2. It also seems to me that we can plausibly declare vision, audio, etc. to be “compute-efficient enough”—that explicit, high-level reasoning is the only bottleneck, and that the other 6 boxes are “solved problems”, or close enough anyway.
3. I think we shouldn’t confuse two types of “simple”: A “simple core learning algorithm” can still learn arbitrarily complicated heuristics from data.
I don’t think we currently know of an algorithm which would be an AGI if only we had enough compute. Yes we have search algorithms, but I don’t think we have data structures that can encode the kind of arbitrary abstract understanding of the world that is needed, and I don’t think we have a way to build and sort through those data structures. (But I do think there are ideas out there that are getting a lot closer.) Supposedly, the human brain does about as much calculation as a supercomputer. But we can’t take a supercomputer and have it be a remote-work software engineer, doing all the things that software engineers do, like answering emails and debugging code. (Equivalently, we can’t take a normal computer and have it be a software engineer running in slow-motion.)

Therefore, I think we have to say that we’re not putting our computer cycles to the maximally-efficient use in creating intelligence.

The line of research I would most expect to lead to AGI soon would be algorithms explicitly trying to emulate (at a high level) the algorithms of human intelligence. While these tend to be remarkably sample efficient (just as humans can learn a new word from a single exposure), they are not particularly easy computations to do today (they’re vaguely related to probabilistic programming), and they are also substantially different from ResNets and the other most popular ML approaches. Are they “compute efficient”? I wouldn’t know how to answer that, because I think you can only fairly compare it to other algorithms “doing AGI”, and I don’t think there are any other such algorithms today. I would expect a pretty simple core learning algorithm, that is (at first) painfully slow and inefficient to run, and which creates a not-at-all-simple mess of heuristics as it learns about the world.
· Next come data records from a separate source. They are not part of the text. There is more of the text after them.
// src/error.rs

use thiserror::Error;

/// Core error types for mysql2graph
#[derive(Error, Debug)]
pub enum Error {
    /// Failed to connect to the source MySQL database. Fatal at start.
    #[error("failed to connect to mysql at {host}:{port}/{database}: {source}")]
    Connection {
        host: String,
        port: u16,
        database: String,
        #[source]
        source: mysql::Error,
    },

    /// A MySQL query failed in a context with no safe way to recover and
    /// continue. Per-table schema-read failures are logged and skipped
    /// rather than surfaced as this variant (see schema::reader).
    #[error("mysql query failed: {0}")]
    Query(#[from] mysql::Error),

    /// The output sink could not be written to; no reliable recovery path.
    #[error("failed to write output to {path}: {source}")]
    Write {
        path: String,
        #[source]
        source: std::io::Error,
    },

    /// I/O error outside of the write path above (creating the output
    /// directory, reading back a persisted mapping file).
    #[error("I/O error: {0}")]
    Io(#[from] std::io::Error),

    /// The supplied configuration is invalid (e.g. zero workers).
    #[error("invalid configuration: {0}")]
    Config(String),

    /// Serialization error while persisting structured output.
    #[error("serialization error: {0}")]
    Serialization(#[from] serde_json::Error),
}

/// Result type alias using mysql2graph's Error type
pub type Result<T> = std::result::Result<T, Error>;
For example, one fast-takeoff-ish scenario I might imagine would be that someone gets AGI-level algorithms just barely working inefficiently on small toy problems, and then gets a 1000× speedup by translating the algorithms to CUDA-C++ / FPGA / whatever (or opening a collaboration with google, or finding a better implementation, or whatever), and the result takes people by surprise—maybe even including the programmers, and certainly people outside the group.